If a line in the listing contains "index", copy it out whole.
-- Extracted records follows --
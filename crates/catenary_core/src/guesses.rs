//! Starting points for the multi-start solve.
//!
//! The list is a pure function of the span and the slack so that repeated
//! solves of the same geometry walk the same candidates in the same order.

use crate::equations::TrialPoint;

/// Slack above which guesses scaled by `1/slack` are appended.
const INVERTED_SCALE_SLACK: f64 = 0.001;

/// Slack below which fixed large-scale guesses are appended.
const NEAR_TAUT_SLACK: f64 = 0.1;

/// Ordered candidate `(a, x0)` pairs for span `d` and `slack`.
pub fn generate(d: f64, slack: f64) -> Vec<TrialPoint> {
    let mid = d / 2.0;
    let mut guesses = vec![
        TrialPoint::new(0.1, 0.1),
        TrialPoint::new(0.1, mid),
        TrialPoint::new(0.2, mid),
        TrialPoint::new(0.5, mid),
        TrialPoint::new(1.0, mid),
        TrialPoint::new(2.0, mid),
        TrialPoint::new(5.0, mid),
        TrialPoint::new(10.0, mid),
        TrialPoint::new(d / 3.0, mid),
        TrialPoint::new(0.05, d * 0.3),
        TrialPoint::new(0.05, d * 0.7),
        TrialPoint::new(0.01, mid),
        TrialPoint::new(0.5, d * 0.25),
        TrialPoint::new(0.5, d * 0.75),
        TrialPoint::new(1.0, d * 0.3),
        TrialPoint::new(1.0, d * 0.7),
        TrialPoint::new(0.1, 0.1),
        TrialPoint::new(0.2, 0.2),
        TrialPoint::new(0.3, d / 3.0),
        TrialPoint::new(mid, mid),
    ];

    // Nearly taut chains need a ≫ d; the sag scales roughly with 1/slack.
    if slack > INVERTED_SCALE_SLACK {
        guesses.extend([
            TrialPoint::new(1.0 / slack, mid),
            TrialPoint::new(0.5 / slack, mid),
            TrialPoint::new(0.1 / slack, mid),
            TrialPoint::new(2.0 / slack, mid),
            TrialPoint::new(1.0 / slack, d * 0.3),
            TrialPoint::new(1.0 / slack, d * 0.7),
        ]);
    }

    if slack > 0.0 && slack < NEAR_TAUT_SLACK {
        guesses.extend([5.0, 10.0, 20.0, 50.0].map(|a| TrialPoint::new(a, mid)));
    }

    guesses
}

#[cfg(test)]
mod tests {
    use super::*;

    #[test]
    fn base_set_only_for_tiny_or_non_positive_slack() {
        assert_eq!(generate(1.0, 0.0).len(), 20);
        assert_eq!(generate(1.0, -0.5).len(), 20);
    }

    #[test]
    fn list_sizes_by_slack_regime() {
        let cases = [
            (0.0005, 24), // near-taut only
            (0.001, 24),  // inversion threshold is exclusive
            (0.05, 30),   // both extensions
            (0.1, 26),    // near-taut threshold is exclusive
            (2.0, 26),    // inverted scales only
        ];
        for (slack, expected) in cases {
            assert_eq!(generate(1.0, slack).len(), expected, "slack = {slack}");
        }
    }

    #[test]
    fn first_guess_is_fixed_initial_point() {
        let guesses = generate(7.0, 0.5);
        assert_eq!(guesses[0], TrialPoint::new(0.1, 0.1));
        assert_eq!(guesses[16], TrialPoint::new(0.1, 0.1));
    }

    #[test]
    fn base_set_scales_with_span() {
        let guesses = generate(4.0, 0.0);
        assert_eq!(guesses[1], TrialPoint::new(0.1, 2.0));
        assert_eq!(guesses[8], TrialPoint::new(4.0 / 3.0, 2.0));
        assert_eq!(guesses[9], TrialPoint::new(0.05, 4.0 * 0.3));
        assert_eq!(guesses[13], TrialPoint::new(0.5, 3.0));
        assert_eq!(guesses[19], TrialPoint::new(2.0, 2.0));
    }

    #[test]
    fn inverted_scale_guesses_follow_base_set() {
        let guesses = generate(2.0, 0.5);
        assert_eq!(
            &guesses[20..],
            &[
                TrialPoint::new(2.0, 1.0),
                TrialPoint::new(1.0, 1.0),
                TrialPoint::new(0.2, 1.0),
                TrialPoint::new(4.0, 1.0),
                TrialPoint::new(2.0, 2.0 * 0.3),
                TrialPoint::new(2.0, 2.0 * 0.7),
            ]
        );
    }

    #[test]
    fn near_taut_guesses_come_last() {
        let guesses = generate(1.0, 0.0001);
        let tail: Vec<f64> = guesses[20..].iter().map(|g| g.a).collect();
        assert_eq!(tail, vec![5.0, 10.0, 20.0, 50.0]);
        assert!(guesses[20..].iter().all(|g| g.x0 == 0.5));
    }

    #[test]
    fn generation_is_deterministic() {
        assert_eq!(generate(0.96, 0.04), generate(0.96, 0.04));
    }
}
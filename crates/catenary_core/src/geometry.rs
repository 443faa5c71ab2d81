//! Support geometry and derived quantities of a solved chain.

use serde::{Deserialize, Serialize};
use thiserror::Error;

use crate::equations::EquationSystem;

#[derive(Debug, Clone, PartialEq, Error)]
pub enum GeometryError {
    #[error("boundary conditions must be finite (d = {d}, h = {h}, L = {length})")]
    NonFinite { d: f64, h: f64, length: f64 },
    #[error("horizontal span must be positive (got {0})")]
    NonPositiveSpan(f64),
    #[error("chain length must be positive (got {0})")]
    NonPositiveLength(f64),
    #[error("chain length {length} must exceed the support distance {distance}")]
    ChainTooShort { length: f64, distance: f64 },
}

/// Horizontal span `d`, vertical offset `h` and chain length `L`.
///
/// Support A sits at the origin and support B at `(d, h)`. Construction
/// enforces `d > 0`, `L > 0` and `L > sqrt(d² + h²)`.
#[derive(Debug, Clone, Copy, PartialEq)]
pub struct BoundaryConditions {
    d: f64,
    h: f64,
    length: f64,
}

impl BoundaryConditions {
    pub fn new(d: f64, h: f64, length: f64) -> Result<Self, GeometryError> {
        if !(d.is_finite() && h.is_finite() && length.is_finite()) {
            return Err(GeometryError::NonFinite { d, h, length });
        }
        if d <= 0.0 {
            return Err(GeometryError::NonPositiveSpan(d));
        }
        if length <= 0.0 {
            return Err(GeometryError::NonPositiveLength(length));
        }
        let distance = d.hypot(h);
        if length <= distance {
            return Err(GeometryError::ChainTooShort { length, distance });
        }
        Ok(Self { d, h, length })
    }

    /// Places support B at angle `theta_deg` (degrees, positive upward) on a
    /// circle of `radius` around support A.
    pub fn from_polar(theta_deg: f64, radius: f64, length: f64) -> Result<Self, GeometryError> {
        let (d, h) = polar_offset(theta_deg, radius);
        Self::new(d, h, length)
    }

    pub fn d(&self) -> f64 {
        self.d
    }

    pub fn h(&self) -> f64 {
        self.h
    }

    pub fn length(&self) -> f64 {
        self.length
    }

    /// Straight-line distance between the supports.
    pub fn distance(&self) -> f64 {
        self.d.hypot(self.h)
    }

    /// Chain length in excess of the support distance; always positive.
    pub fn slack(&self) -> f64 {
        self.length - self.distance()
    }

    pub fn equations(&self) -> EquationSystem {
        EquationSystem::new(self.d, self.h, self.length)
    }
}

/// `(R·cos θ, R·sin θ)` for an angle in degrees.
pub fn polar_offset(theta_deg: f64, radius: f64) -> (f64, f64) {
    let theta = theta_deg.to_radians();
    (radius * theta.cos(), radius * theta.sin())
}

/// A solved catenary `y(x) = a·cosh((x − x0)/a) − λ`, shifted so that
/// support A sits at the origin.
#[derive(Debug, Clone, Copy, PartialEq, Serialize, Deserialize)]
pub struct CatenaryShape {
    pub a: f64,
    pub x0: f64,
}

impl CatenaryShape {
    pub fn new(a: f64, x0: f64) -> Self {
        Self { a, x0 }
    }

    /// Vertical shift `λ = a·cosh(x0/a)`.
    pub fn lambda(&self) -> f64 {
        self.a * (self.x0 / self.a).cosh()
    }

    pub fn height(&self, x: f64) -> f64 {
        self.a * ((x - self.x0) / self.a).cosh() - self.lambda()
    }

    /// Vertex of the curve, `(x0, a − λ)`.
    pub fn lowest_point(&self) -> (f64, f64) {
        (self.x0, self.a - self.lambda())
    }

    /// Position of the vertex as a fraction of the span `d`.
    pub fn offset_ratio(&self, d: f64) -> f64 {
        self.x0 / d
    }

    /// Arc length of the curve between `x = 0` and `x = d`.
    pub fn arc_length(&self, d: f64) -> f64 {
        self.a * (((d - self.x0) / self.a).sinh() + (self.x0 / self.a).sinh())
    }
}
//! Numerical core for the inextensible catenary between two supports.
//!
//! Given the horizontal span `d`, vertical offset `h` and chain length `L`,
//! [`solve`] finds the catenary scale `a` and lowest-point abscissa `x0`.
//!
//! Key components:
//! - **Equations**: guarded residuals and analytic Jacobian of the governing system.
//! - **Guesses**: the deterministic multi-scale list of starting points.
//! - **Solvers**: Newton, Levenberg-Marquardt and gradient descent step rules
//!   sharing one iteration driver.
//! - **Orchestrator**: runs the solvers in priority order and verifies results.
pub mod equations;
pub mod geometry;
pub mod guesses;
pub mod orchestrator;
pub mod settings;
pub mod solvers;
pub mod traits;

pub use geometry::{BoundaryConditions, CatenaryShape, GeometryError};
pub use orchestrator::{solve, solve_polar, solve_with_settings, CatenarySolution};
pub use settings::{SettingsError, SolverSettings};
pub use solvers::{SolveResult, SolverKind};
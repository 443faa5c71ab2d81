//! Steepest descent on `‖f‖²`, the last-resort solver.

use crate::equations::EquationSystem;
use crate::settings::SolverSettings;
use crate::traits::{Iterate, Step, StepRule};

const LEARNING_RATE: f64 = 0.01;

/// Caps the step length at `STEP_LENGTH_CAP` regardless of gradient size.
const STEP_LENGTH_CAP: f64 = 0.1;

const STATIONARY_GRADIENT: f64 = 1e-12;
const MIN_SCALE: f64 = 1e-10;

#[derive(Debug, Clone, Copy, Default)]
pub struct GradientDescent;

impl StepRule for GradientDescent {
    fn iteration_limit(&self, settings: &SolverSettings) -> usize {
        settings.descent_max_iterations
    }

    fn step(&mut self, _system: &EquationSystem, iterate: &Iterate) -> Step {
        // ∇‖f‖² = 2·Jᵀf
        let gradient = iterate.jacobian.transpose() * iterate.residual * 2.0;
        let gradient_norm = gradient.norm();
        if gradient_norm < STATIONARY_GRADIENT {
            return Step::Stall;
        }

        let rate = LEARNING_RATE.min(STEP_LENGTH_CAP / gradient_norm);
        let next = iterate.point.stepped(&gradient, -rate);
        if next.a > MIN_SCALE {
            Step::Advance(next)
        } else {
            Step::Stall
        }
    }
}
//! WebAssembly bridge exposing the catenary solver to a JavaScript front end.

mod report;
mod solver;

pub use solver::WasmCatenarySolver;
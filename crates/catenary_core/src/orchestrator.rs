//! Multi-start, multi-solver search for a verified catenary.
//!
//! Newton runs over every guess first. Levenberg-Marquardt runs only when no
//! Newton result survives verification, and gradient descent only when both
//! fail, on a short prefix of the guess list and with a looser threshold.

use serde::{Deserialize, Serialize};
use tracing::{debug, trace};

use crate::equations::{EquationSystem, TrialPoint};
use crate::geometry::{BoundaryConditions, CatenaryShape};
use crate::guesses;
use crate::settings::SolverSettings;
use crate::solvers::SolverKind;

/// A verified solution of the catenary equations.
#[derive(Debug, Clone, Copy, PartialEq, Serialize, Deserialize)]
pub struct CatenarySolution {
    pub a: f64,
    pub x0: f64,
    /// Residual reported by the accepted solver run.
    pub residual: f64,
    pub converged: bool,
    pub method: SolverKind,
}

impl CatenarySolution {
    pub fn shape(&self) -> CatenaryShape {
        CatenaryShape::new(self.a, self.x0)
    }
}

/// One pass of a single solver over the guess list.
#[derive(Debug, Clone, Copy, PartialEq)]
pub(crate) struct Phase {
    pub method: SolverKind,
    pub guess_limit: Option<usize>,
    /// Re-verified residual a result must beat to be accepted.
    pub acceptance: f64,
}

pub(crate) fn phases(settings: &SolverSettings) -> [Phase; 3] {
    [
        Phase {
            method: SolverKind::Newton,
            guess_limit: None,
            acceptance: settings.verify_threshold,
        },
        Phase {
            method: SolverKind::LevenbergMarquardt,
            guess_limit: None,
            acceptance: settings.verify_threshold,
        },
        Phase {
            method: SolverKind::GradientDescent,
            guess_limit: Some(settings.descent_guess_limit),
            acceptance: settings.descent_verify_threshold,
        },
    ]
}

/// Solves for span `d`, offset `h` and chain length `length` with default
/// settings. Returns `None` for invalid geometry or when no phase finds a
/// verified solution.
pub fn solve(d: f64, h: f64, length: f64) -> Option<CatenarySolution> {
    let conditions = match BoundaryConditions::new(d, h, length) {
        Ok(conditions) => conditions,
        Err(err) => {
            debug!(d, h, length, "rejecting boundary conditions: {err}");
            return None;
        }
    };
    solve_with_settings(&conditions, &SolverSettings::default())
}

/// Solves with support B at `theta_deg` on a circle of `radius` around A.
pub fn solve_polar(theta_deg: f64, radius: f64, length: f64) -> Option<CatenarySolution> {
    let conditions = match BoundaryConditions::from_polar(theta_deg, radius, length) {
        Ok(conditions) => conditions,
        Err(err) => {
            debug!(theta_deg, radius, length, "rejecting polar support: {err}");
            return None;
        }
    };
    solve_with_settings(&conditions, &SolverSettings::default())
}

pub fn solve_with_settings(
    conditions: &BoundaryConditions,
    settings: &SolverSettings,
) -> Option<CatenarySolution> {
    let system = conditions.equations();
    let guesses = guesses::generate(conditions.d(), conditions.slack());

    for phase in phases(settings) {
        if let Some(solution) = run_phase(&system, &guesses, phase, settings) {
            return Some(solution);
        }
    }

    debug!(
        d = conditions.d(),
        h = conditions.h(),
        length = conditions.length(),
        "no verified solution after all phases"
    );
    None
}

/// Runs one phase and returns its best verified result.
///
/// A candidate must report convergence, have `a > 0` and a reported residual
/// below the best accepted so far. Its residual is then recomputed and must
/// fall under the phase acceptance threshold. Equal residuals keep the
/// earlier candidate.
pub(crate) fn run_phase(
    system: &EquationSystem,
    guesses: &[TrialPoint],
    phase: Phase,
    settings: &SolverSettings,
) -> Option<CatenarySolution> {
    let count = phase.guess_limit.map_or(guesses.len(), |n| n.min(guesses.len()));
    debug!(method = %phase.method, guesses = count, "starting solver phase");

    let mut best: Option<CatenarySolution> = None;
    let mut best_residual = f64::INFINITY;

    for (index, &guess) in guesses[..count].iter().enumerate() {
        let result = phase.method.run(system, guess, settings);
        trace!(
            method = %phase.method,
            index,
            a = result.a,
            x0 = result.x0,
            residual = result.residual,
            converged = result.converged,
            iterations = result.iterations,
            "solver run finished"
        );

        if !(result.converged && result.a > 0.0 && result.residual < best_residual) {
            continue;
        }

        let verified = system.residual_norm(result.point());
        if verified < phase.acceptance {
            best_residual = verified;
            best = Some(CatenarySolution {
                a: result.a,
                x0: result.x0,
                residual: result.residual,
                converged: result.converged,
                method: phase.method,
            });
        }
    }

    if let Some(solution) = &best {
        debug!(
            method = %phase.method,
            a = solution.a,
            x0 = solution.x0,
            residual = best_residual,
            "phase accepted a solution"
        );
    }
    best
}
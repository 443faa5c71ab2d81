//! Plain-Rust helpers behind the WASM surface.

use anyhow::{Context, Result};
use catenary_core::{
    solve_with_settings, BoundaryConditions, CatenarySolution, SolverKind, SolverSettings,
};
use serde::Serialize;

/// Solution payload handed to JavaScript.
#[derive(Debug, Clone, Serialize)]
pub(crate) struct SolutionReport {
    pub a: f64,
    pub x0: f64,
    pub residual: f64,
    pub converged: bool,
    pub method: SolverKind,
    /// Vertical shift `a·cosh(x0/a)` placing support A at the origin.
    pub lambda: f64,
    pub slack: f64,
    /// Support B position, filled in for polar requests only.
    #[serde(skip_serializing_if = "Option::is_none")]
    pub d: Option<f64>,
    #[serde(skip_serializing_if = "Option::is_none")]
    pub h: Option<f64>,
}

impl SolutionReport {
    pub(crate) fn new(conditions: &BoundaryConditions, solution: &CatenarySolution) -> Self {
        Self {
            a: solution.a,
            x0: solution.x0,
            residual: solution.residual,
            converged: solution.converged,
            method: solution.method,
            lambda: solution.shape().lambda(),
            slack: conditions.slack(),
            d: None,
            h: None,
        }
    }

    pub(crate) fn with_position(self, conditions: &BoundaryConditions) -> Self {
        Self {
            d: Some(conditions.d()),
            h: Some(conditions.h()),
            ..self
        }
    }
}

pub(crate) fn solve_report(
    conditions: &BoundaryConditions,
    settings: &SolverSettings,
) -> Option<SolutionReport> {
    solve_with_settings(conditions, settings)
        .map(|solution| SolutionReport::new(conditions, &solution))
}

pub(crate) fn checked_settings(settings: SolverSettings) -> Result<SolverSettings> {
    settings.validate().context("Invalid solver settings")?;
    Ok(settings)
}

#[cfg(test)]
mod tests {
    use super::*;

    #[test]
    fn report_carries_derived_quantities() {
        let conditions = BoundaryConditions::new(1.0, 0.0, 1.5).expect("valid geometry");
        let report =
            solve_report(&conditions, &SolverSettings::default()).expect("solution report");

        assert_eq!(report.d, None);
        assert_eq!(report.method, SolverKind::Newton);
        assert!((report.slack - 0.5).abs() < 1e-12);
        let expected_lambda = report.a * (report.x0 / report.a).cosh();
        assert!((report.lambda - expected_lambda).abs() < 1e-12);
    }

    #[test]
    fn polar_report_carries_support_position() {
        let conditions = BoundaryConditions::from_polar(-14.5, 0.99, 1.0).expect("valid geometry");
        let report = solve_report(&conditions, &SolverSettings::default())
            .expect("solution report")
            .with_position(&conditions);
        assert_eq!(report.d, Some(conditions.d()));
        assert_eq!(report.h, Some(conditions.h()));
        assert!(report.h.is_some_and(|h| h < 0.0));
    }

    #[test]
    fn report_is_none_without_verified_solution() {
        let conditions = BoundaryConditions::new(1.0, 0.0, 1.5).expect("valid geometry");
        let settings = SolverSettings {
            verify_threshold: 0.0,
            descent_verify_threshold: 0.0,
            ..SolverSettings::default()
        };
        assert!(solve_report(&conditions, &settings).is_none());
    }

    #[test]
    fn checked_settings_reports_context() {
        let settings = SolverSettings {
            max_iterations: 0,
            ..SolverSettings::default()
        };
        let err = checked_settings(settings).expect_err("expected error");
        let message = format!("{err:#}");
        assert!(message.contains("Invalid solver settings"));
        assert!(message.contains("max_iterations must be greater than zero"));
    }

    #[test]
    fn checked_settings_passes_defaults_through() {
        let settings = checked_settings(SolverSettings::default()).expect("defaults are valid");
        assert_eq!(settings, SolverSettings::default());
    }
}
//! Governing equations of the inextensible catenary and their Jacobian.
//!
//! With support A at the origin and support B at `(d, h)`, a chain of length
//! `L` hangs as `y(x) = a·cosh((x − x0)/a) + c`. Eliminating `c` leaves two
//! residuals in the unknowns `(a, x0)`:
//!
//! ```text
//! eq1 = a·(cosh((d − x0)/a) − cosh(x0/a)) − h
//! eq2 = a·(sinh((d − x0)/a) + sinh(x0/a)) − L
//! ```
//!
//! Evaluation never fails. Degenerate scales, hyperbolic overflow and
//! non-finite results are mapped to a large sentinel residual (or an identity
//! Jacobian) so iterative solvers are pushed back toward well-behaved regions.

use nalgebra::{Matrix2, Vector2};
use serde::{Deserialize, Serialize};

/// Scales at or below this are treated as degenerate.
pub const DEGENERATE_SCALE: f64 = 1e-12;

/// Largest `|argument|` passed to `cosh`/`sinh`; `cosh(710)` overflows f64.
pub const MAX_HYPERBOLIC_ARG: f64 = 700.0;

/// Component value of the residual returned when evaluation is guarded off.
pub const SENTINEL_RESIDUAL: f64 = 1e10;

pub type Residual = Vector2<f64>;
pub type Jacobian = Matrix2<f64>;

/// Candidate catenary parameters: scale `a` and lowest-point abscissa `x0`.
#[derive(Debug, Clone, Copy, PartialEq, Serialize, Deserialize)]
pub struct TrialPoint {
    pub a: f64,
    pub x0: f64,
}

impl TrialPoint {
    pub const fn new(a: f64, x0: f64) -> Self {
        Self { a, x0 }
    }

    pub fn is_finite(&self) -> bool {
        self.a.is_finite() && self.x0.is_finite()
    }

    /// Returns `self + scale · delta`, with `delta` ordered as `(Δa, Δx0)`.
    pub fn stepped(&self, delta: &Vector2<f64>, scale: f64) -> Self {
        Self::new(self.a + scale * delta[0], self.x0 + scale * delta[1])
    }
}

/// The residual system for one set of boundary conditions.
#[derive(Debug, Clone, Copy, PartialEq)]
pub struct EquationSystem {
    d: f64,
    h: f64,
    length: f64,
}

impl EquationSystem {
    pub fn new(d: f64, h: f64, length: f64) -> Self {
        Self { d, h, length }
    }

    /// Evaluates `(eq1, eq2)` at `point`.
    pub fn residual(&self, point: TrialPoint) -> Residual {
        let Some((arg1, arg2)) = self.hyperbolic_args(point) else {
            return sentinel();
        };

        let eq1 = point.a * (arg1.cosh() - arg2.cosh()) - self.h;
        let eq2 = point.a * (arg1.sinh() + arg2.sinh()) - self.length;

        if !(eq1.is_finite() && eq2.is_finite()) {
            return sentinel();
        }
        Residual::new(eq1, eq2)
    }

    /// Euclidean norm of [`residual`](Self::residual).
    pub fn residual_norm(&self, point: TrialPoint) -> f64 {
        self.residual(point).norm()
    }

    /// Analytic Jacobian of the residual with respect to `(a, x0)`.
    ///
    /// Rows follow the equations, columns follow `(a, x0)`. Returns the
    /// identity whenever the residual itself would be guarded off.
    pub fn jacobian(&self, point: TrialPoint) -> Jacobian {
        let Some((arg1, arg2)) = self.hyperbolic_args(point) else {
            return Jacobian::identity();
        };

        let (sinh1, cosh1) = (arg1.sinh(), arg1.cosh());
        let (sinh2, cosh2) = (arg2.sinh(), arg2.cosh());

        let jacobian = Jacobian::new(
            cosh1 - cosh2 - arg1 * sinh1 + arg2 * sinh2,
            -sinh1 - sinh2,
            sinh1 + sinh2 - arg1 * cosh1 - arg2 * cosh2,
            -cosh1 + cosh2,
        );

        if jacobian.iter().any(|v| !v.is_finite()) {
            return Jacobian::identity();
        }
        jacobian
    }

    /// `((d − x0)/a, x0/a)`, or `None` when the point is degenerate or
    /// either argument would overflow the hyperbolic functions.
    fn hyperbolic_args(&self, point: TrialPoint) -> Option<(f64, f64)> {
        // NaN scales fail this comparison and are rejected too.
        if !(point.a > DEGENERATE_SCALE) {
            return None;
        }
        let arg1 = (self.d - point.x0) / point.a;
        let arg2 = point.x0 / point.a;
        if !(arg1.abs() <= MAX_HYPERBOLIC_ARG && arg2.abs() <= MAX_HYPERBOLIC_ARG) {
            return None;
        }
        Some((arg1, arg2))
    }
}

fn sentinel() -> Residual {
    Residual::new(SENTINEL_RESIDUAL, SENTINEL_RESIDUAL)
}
-- Extracted records concluded --
(Finished task):
    for (index, &guess) in guesses[..count].iter().enumerate() {
            index,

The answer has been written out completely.